Prime Minister Netanyahu has never shied away from his conservative credentials, but some members of the Israeli parliament believe that his shift toward the ultra-Orthodox political sphere is a step too far. The final break came when Netanyahu took the side of far-right and ultra-Orthodox communities resisting an expansion of Israeli conscription requirements for members of the religious community.

IMEMC reported this issue two weeks ago. The ultra-Orthodox community in Israel is largely unencumbered with the responsibilities of military service that are otherwise universal for Israeli Jews. Many moderate, centrist and progressive elements of the Knesset have called on increasing ultra-Orthodox military/national service commitments in the past year. Israel’s social justice movement made conscription expansion a central element of its platform.

The ultra-Orthodox community is the most fervent proponent of Israeli expansion into the West Bank and is the largest population represented in Israel’s extensive network of illegal settlements. As such it is burden on state finances and infrastructure. Ultra-Orthodox communities also draw the largest amount of per capita benefits from the state both for their traditionally large families and for their often life-long commitment to religious study in the place of economically productive employment.

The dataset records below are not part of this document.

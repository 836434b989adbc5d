//! Error types for grid dump parsing.

use std::path::PathBuf;

use merra_common::{Quantity, ShapeError};
use thiserror::Error;

/// Result type for parser operations.
pub type Result<T> = std::result::Result<T, ParseError>;

/// Errors raised while detecting or decoding a grid dump.
///
/// Line numbers are 1-based.
#[derive(Error, Debug)]
pub enum ParseError {
    /// File I/O error
    #[error("I/O error: {0}")]
    Io(#[from] std::io::Error),

    /// Input bytes are not UTF-8 text
    #[error("input is not valid UTF-8: {0}")]
    Utf8(#[from] std::str::Utf8Error),

    /// Not enough lines to hold the header or axis rows
    #[error("input too short: expected at least {expected} lines, found {actual}")]
    TooShort { expected: usize, actual: usize },

    /// A field that should be numeric is not
    #[error("line {line}: invalid number '{token}' in {context}")]
    InvalidNumber {
        line: usize,
        token: String,
        context: String,
    },

    /// A line does not have the structure of the detected format
    #[error("line {line}: expected {expected}, found '{found}'")]
    Malformed {
        line: usize,
        expected: String,
        found: String,
    },

    /// A tagged coordinate has no exact entry in the header axis table
    #[error("line {line}: {quantity} tag {tag}={value} does not match any value of the {tag} axis")]
    UnknownTag {
        line: usize,
        quantity: Quantity,
        tag: &'static str,
        value: String,
    },

    /// A data row does not fit the grid declared by the axes
    #[error("line {line}: {quantity} {source}")]
    Shape {
        line: usize,
        quantity: Quantity,
        #[source]
        source: ShapeError,
    },

    /// Rows that were never written, when incomplete grids are rejected
    #[error("{missing} of {total} grid rows were never written")]
    Incomplete { missing: usize, total: usize },

    /// Any of the above, attributed to a file
    #[error("{}: {source}", path.display())]
    File {
        path: PathBuf,
        #[source]
        source: Box<ParseError>,
    },
}

impl ParseError {
    /// Create a Malformed error, truncating long lines.
    pub fn malformed(line: usize, expected: impl Into<String>, found: &str) -> Self {
        Self::Malformed {
            line,
            expected: expected.into(),
            found: excerpt(found),
        }
    }

    /// Create an InvalidNumber error.
    pub fn invalid_number(line: usize, token: &str, context: impl Into<String>) -> Self {
        Self::InvalidNumber {
            line,
            token: excerpt(token),
            context: context.into(),
        }
    }

    /// Attach a file path to this error.
    pub fn in_file(self, path: impl Into<PathBuf>) -> Self {
        match self {
            already @ Self::File { .. } => already,
            other => Self::File {
                path: path.into(),
                source: Box::new(other),
            },
        }
    }

    /// 1-based line number, if the error is tied to one.
    pub fn line(&self) -> Option<usize> {
        match self {
            Self::InvalidNumber { line, .. }
            | Self::Malformed { line, .. }
            | Self::UnknownTag { line, .. }
            | Self::Shape { line, .. } => Some(*line),
            Self::File { source, .. } => source.line(),
            _ => None,
        }
    }
}

const EXCERPT_LEN: usize = 80;

fn excerpt(text: &str) -> String {
    let trimmed = text.trim_end();
    match trimmed.char_indices().nth(EXCERPT_LEN) {
        Some((idx, _)) => format!("{}...", &trimmed[..idx]),
        None => trimmed.to_string(),
    }
}
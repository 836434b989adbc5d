//! Unit conversions for atmospheric constituents.

/// Molar mass of dry air (g/mol).
pub const DRY_AIR_MOLAR_MASS: f64 = 28.9644;

/// Specific gas constant of dry air (J/(kg*K)).
pub const DRY_AIR_GAS_CONSTANT: f64 = 287.058;

/// Pascals per millibar.
const PA_PER_MBAR: f64 = 100.0;

/// A trace gas whose mixing ratio can be converted.
#[derive(Debug, Clone, Copy, PartialEq)]
pub enum Species {
    Ozone,
    /// Any other gas, by molar mass (g/mol)
    MolarMass(f64),
}

impl Species {
    /// Molar mass in g/mol.
    pub fn molar_mass(self) -> f64 {
        match self {
            Species::Ozone => 47.9982,
            Species::MolarMass(m) => m,
        }
    }
}

/// Convert a mass mixing ratio (kg/kg) to a volume mixing ratio.
pub fn mmr_to_vmr(mmr: f64, species: Species) -> f64 {
    mmr * DRY_AIR_MOLAR_MASS / species.molar_mass()
}

/// Dry-air density (kg/m^3) at pressure `p` (mbar) and temperature `t` (K).
pub fn air_density(p: f64, t: f64) -> f64 {
    PA_PER_MBAR * p / (DRY_AIR_GAS_CONSTANT * t)
}

/// Mass density (kg/m^3) of a constituent with mixing ratio `mmr` in air at
/// pressure `p` (mbar) and temperature `t` (K).
pub fn mmr_to_density(mmr: f64, p: f64, t: f64) -> f64 {
    mmr * air_density(p, t)
}
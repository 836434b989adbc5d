//! Common types shared across the MERRA-2 profiler workspace.
//!
//! The reanalysis dumps describe six physical quantities on a 4-D grid
//! `[hour, pressure, latitude, longitude]`. This crate holds that model
//! ([`FieldDataset`]), the site table used to sample it ([`SiteTable`]) and
//! the per-site vertical profiles produced by interpolation ([`SiteProfile`]).

pub mod grid;
pub mod missing;
pub mod quantity;
pub mod site;

pub use grid::{FieldDataset, GridAxes, ShapeError};
pub use missing::{is_missing_sentinel, sentinel_to_nan, snap_near_zero, MISSING_THRESHOLD};
pub use quantity::{Quantity, UnknownQuantity};
pub use site::{SiteCoord, SiteProfile, SiteTable};
//! Legacy dump format with bracketed integer indices.
//!
//! ```text
//! Dataset: MERRA2_300.inst3_3d_asm_Np.20100101.nc4
//! H[0][0][0], 112.6, 113.1, 113.7
//! ...
//! lat, -24.0, -23.5
//! lev, 1000, 975
//! lon, 16.25, 16.875, 17.5
//! time, 0, 180, 360
//! ```
//!
//! Data rows start with the variable name and three bracket groups
//! `[time][lev][lat]`; the row holds one value per longitude. The last four
//! lines carry the axes, bottom-up: time (minutes), longitude, pressure,
//! latitude.

use merra_common::{FieldDataset, GridAxes, Quantity};
use once_cell::sync::Lazy;
use regex::Regex;
use tracing::debug;

use crate::error::{ParseError, Result};
use crate::options::ParseOptions;
use crate::rows::{parse_axis_row, parse_values, GridBuilder};
use crate::{GridDecoder, GridFormat};

static INDEX_RE: Lazy<Regex> = Lazy::new(|| Regex::new(r"\[([0-9]+)\]").unwrap());

/// Header line plus four axis rows.
const MIN_LINES: usize = 5;

/// Decoder for the legacy bracket-index format.
#[derive(Debug, Clone, Copy, Default)]
pub struct LegacyDecoder;

impl LegacyDecoder {
    fn read_axes(lines: &[&str]) -> Result<GridAxes> {
        let n = lines.len();
        let (_, minutes) = parse_axis_row(lines[n - 1], n, "time")?;
        let (_, lon) = parse_axis_row(lines[n - 2], n - 1, "lon")?;
        let (_, pres) = parse_axis_row(lines[n - 3], n - 2, "lev")?;
        let (_, lat) = parse_axis_row(lines[n - 4], n - 3, "lat")?;
        Ok(GridAxes::from_raw(&minutes, pres, lat, lon))
    }
}

/// Split `NAME[a][b][c], v0, v1` into its quantity and the rest of the line.
///
/// Only an exact variable name in front of the first bracket counts, so each
/// line belongs to at most one quantity.
fn match_quantity(line: &str) -> Option<(Quantity, &str)> {
    let bracket = line.find('[')?;
    Quantity::from_name(&line[..bracket]).map(|q| (q, &line[bracket..]))
}

fn parse_indices(head: &str, line: usize, raw: &str) -> Result<[usize; 3]> {
    let indices: Vec<usize> = INDEX_RE
        .captures_iter(head)
        .filter_map(|c| c[1].parse().ok())
        .collect();

    match indices.as_slice() {
        [t, p, k] => Ok([*t, *p, *k]),
        _ => Err(ParseError::malformed(
            line,
            format!("three [time][lev][lat] indices, got {}", indices.len()),
            raw,
        )),
    }
}

impl GridDecoder for LegacyDecoder {
    fn format(&self) -> GridFormat {
        GridFormat::Legacy
    }

    fn decode(&self, text: &str, options: &ParseOptions) -> Result<FieldDataset> {
        let mut lines: Vec<&str> = text.lines().collect();
        while lines.last().is_some_and(|l| l.trim().is_empty()) {
            lines.pop();
        }
        if lines.len() < MIN_LINES {
            return Err(ParseError::TooShort {
                expected: MIN_LINES,
                actual: lines.len(),
            });
        }

        let axes = Self::read_axes(&lines)?;
        debug!(shape = ?axes.shape(), "Read legacy axes");

        let mut builder = GridBuilder::new(axes, *options);
        let data_lines = &lines[..lines.len() - 4];
        let mut rows = 0usize;

        for (idx, raw) in data_lines.iter().enumerate() {
            let line = idx + 1;
            let Some((quantity, rest)) = match_quantity(raw) else {
                continue;
            };
            let (head, values) = rest
                .split_once(',')
                .ok_or_else(|| ParseError::malformed(line, "a comma after the indices", raw))?;

            let [t, p, k] = parse_indices(head, line, raw)?;
            let values = parse_values(values, line, quantity)?;
            builder.write(line, quantity, t, p, k, &values)?;
            rows += 1;
        }

        debug!(rows, "Decoded legacy rows");
        builder.finish()
    }
}
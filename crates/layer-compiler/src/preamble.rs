//! Model-description header and complete documents.

use std::fmt;

use serde::{Deserialize, Serialize};

use crate::compiler::render_layers;
use crate::layer::AtmosphericLayer;

/// Header of a model-description document: frequency grid, requested
/// outputs, solver tolerance and background temperature.
#[derive(Debug, Clone, PartialEq, Serialize, Deserialize)]
#[serde(default)]
pub struct Preamble {
    /// Lowest frequency (GHz)
    pub f_min_ghz: f64,
    /// Highest frequency (GHz)
    pub f_max_ghz: f64,
    /// Frequency step (MHz)
    pub df_mhz: f64,
    /// Solver tolerance
    pub tolerance: f64,
    /// Cosmic background temperature (K)
    pub background_k: f64,
}

impl Default for Preamble {
    fn default() -> Self {
        Self {
            f_min_ghz: 0.0,
            f_max_ghz: 400.0,
            df_mhz: 1000.0,
            tolerance: 1e-4,
            background_k: 2.7,
        }
    }
}

impl fmt::Display for Preamble {
    fn fmt(&self, f: &mut fmt::Formatter<'_>) -> fmt::Result {
        writeln!(f, "# Atmospheric model based on MERRA-2 data")?;
        writeln!(f, "#")?;
        writeln!(f, "?")?;
        writeln!(f, "? Usage:   am <basename>.amc")?;
        writeln!(f, "?")?;
        writeln!(f)?;
        writeln!(
            f,
            "f {} GHz  {} GHz  {} MHz",
            self.f_min_ghz, self.f_max_ghz, self.df_mhz
        )?;
        writeln!(f, "output f GHz tau neper Tb K")?;
        writeln!(f, "tol {:e}", self.tolerance)?;
        writeln!(f)?;
        writeln!(f, "T0 {} K", self.background_k)
    }
}

/// A preamble followed by compiled layers.
#[derive(Debug, Clone, PartialEq)]
pub struct ModelDocument {
    pub preamble: Preamble,
    pub layers: Vec<AtmosphericLayer>,
}

impl ModelDocument {
    pub fn new(preamble: Preamble, layers: Vec<AtmosphericLayer>) -> Self {
        Self { preamble, layers }
    }
}

impl fmt::Display for ModelDocument {
    fn fmt(&self, f: &mut fmt::Formatter<'_>) -> fmt::Result {
        write!(f, "{}{}", self.preamble, render_layers(&self.layers))
    }
}

#[cfg(test)]
mod tests {
    use super::*;

    #[test]
    fn test_default_preamble_text() {
        assert_eq!(
            Preamble::default().to_string(),
            "# Atmospheric model based on MERRA-2 data\n\
             #\n\
             ?\n\
             ? Usage:   am <basename>.amc\n\
             ?\n\
             \n\
             f 0 GHz  400 GHz  1000 MHz\n\
             output f GHz tau neper Tb K\n\
             tol 1e-4\n\
             \n\
             T0 2.7 K\n"
        );
    }

    #[test]
    fn test_preamble_from_yaml() {
        let preamble: Preamble = serde_yaml::from_str("f_max_ghz: 100\ndf_mhz: 100").unwrap();
        assert_eq!(preamble.f_max_ghz, 100.0);
        assert_eq!(preamble.df_mhz, 100.0);
        assert_eq!(preamble.background_k, 2.7);
    }

    #[test]
    fn test_document_joins_preamble_and_layers() {
        let doc = ModelDocument::new(Preamble::default(), vec![AtmosphericLayer::top_of_atmosphere()]);
        let text = doc.to_string();
        assert!(text.starts_with("# Atmospheric model"));
        assert!(text.ends_with("T0 2.7 K\nlayer   # empty layer for top of atmosphere\nPbase 0 mbar\nTbase 217 K\n\n"));
    }
}
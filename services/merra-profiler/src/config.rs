//! Profiler configuration.
//!
//! Loaded from a YAML file with `${VAR}` and `${VAR:-default}` environment
//! substitution, then validated before any work starts.

use std::fs;
use std::path::{Path, PathBuf};

use anyhow::{Context, Result};
use layer_compiler::{LayerOptions, Preamble};
use merra_common::SiteTable;
use merra_parser::ParseOptions;
use regex::Regex;
use serde::{Deserialize, Serialize};
use site_interpolator::InterpolationConfig;

/// Default pattern for MERRA-2 3-hourly pressure-level dumps.
pub const DEFAULT_FILE_PATTERN: &str = r"^MERRA2_\d+\.inst3_3d_asm_Np\.\d{8}";

// ============================================================================
// Configuration types
// ============================================================================

#[derive(Debug, Clone, Serialize, Deserialize)]
pub struct ProfilerConfig {
    pub input: InputConfig,
    pub output: OutputConfig,
    pub sites: SiteTable,
    /// Decoder options (`unpopulated: nan | zero | reject`)
    #[serde(default)]
    pub parse: ParseOptions,
    #[serde(default)]
    pub interpolation: InterpolationConfig,
    #[serde(default)]
    pub layers: LayerOptions,
    #[serde(default)]
    pub preamble: Preamble,
    /// Radiative-transfer executable run on every document, if set
    #[serde(default)]
    pub model: Option<ModelConfig>,
    #[serde(default)]
    pub logging: LoggingConfig,
}

#[derive(Debug, Clone, Serialize, Deserialize)]
pub struct InputConfig {
    /// Directory searched recursively for dumps
    pub dir: PathBuf,
    /// Regex a file name must match
    #[serde(default = "default_file_pattern")]
    pub pattern: String,
    /// First year to process (inclusive)
    pub start_year: Option<i32>,
    /// Last year to process (inclusive)
    pub end_year: Option<i32>,
}

#[derive(Debug, Clone, Serialize, Deserialize)]
pub struct OutputConfig {
    /// JSON archive of extracted profiles
    pub archive: PathBuf,
    /// Directory for `.amc` documents and model output
    pub model_dir: PathBuf,
    /// JSON file of monthly statistics
    pub statistics: PathBuf,
}

#[derive(Debug, Clone, Serialize, Deserialize)]
pub struct ModelConfig {
    /// Executable name or path
    pub executable: PathBuf,
    /// Arguments placed before the document path
    #[serde(default)]
    pub args: Vec<String>,
}

#[derive(Debug, Clone, Serialize, Deserialize)]
pub struct LoggingConfig {
    pub level: String,
}

impl Default for LoggingConfig {
    fn default() -> Self {
        Self {
            level: "info".to_string(),
        }
    }
}

fn default_file_pattern() -> String {
    DEFAULT_FILE_PATTERN.to_string()
}

impl ProfilerConfig {
    /// Decoder options from the `parse` section.
    pub fn parse_options(&self) -> ParseOptions {
        self.parse
    }

    /// Compiled file-name filter.
    pub fn file_pattern(&self) -> Result<Regex> {
        Regex::new(&self.input.pattern)
            .with_context(|| format!("Invalid input file pattern '{}'", self.input.pattern))
    }

    /// Whether a year lies inside the configured range.
    pub fn includes_year(&self, year: i32) -> bool {
        self.input.start_year.map_or(true, |start| year >= start)
            && self.input.end_year.map_or(true, |end| year <= end)
    }
}

// ============================================================================
// Loading
// ============================================================================

/// Load and validate a configuration file.
pub fn load_config<P: AsRef<Path>>(path: P) -> Result<ProfilerConfig> {
    let content = fs::read_to_string(path.as_ref())
        .with_context(|| format!("Failed to read profiler config from {:?}", path.as_ref()))?;

    parse_config(&content)
        .with_context(|| format!("Invalid profiler config {:?}", path.as_ref()))
}

/// Parse and validate configuration text.
pub fn parse_config(content: &str) -> Result<ProfilerConfig> {
    let expanded = expand_env_vars(content)?;

    let config: ProfilerConfig =
        serde_yaml::from_str(&expanded).context("Failed to parse profiler config YAML")?;

    validate_config(&config)?;

    Ok(config)
}

/// Expand `${VAR}` and `${VAR:-default}` references.
///
/// Comment lines are copied unchanged.
fn expand_env_vars(content: &str) -> Result<String> {
    let mut result = String::with_capacity(content.len());

    for line in content.split_inclusive('\n') {
        if line.trim_start().starts_with('#') {
            result.push_str(line);
            continue;
        }

        let mut chars = line.chars().peekable();
        while let Some(ch) = chars.next() {
            if ch == '$' && chars.peek() == Some(&'{') {
                chars.next();

                let mut var_expr = String::new();
                loop {
                    match chars.next() {
                        Some('}') => break,
                        Some(c) => var_expr.push(c),
                        None => anyhow::bail!("Unclosed variable substitution: ${{{}", var_expr),
                    }
                }

                result.push_str(&resolve_var_expr(&var_expr)?);
            } else {
                result.push(ch);
            }
        }
    }

    Ok(result)
}

fn resolve_var_expr(expr: &str) -> Result<String> {
    if let Some((var_name, default)) = expr.split_once(":-") {
        match std::env::var(var_name.trim()) {
            Ok(val) if !val.is_empty() => Ok(val),
            _ => Ok(default.to_string()),
        }
    } else {
        std::env::var(expr.trim()).with_context(|| format!("Environment variable {} not set", expr))
    }
}

// ============================================================================
// Validation
// ============================================================================

fn validate_config(config: &ProfilerConfig) -> Result<()> {
    anyhow::ensure!(!config.sites.is_empty(), "At least one site must be configured");

    for (name, coord) in config.sites.iter() {
        anyhow::ensure!(!name.is_empty(), "Site names cannot be empty");
        anyhow::ensure!(
            (-90.0..=90.0).contains(&coord.lat),
            "Site {} latitude {} outside [-90, 90]",
            name,
            coord.lat
        );
        anyhow::ensure!(
            (-180.0..=360.0).contains(&coord.lon),
            "Site {} longitude {} outside [-180, 360]",
            name,
            coord.lon
        );
        anyhow::ensure!(
            coord.altitude.is_finite(),
            "Site {} altitude must be finite",
            name
        );
    }

    if let (Some(start), Some(end)) = (config.input.start_year, config.input.end_year) {
        anyhow::ensure!(
            start <= end,
            "start_year {} is after end_year {}",
            start,
            end
        );
    }

    config.file_pattern()?;

    let preamble = &config.preamble;
    anyhow::ensure!(
        preamble.f_min_ghz < preamble.f_max_ghz,
        "preamble.f_min_ghz must be less than preamble.f_max_ghz"
    );
    anyhow::ensure!(preamble.df_mhz > 0.0, "preamble.df_mhz must be positive");
    anyhow::ensure!(preamble.tolerance > 0.0, "preamble.tolerance must be positive");

    let valid_levels = ["trace", "debug", "info", "warn", "error"];
    anyhow::ensure!(
        valid_levels.contains(&config.logging.level.as_str()),
        "Invalid log level: {}. Must be one of: {:?}",
        config.logging.level,
        valid_levels
    );

    Ok(())
}

#[cfg(test)]
mod tests {
    use super::*;
    use merra_parser::UnpopulatedCells;
    use site_interpolator::Extrapolation;

    const MINIMAL: &str = r#"
input:
  dir: /data/merra2
output:
  archive: /data/sites/daily.json
  model_dir: /data/am
  statistics: /data/sites/monthly.json
sites:
  gamsberg: { lon: 16.22309385609976, lat: -23.34357719776235, altitude: 2347 }
"#;

    #[test]
    fn test_minimal_config_defaults() {
        let config = parse_config(MINIMAL).unwrap();
        assert_eq!(config.input.pattern, DEFAULT_FILE_PATTERN);
        assert_eq!(config.parse_options().unpopulated, UnpopulatedCells::Nan);
        assert!(config.layers.dry_air);
        assert_eq!(config.preamble.f_max_ghz, 400.0);
        assert!(config.model.is_none());
        assert_eq!(config.logging.level, "info");
        assert!(config.includes_year(1980));
    }

    #[test]
    fn test_full_config() {
        let yaml = format!(
            "{MINIMAL}{}",
            r#"
parse:
  unpopulated: reject
interpolation:
  method: nearest
  extrapolation: reject
layers:
  dry_air: false
  lineshape: Voigt-Kielkopf
preamble:
  f_max_ghz: 100
model:
  executable: am
logging:
  level: debug
"#
        );
        let config = parse_config(&yaml).unwrap();
        assert_eq!(config.parse_options().unpopulated, UnpopulatedCells::Reject);
        assert_eq!(config.interpolation.extrapolation, Extrapolation::Reject);
        assert_eq!(config.layers.lineshape.as_deref(), Some("Voigt-Kielkopf"));
        assert_eq!(config.model.unwrap().executable, PathBuf::from("am"));
    }

    #[test]
    fn test_year_range() {
        let yaml = MINIMAL.replace("dir: /data/merra2", "dir: /data/merra2\n  start_year: 2009\n  end_year: 2020");
        let config = parse_config(&yaml).unwrap();
        assert!(!config.includes_year(2008));
        assert!(config.includes_year(2009));
        assert!(config.includes_year(2020));
        assert!(!config.includes_year(2021));

        let bad = MINIMAL.replace("dir: /data/merra2", "dir: /data/merra2\n  start_year: 2021\n  end_year: 2020");
        assert!(parse_config(&bad).is_err());
    }

    #[test]
    fn test_rejects_invalid_values() {
        assert!(parse_config(&MINIMAL.replace("lat: -23.34357719776235", "lat: -123.0")).is_err());
        let bad_policy = format!("{MINIMAL}parse:\n  unpopulated: maybe\n");
        assert!(parse_config(&bad_policy).is_err());
        let bad_level = format!("{MINIMAL}logging:\n  level: loud\n");
        assert!(parse_config(&bad_level).is_err());
    }

    #[test]
    fn test_expand_env_vars() {
        std::env::set_var("MERRA_PROFILER_TEST_DIR", "/scratch/merra");
        let result = expand_env_vars("dir: ${MERRA_PROFILER_TEST_DIR}/raw").unwrap();
        assert_eq!(result, "dir: /scratch/merra/raw");

        std::env::remove_var("MERRA_PROFILER_UNSET");
        let result = expand_env_vars("${MERRA_PROFILER_UNSET:-/tmp/am}").unwrap();
        assert_eq!(result, "/tmp/am");

        assert!(expand_env_vars("${MERRA_PROFILER_UNSET}").is_err());
        assert!(expand_env_vars("${UNCLOSED").is_err());
    }

    #[test]
    fn test_comments_are_not_expanded() {
        std::env::remove_var("MERRA_PROFILER_UNSET");
        let text = "# uses ${MERRA_PROFILER_UNSET}\n  # ${ also fine\ndir: ${MERRA_PROFILER_UNSET:-/tmp}\n";
        let result = expand_env_vars(text).unwrap();
        assert_eq!(result, "# uses ${MERRA_PROFILER_UNSET}\n  # ${ also fine\ndir: /tmp\n");
    }

    #[test]
    fn test_shipped_config_loads() {
        let config = parse_config(include_str!("../config/profiler.yaml")).unwrap();
        assert_eq!(config.sites.len(), 3);
        assert!(config.includes_year(2015));
        config.file_pattern().unwrap();
    }
}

The disparity between benefits drawn and services rendered has created widespread resentment among Israel’s secular majority, reports Al Jazeera.

The loss of Kadima both severely weakens Netayahu’s remaining coalition partners and damages his public perception as an innovative political leader. Reuters called the loss a ‘serious political blow’ to the Prime Minister.

The Netanyahu government faces no immediate threat of collapse and it still holds a strong majority, but the loss of Kadima could be indicate change in the future. How such changes would affect the majority government’s foreign policy and policy toward the Occupied Palestinian Territories remains unclear at this time.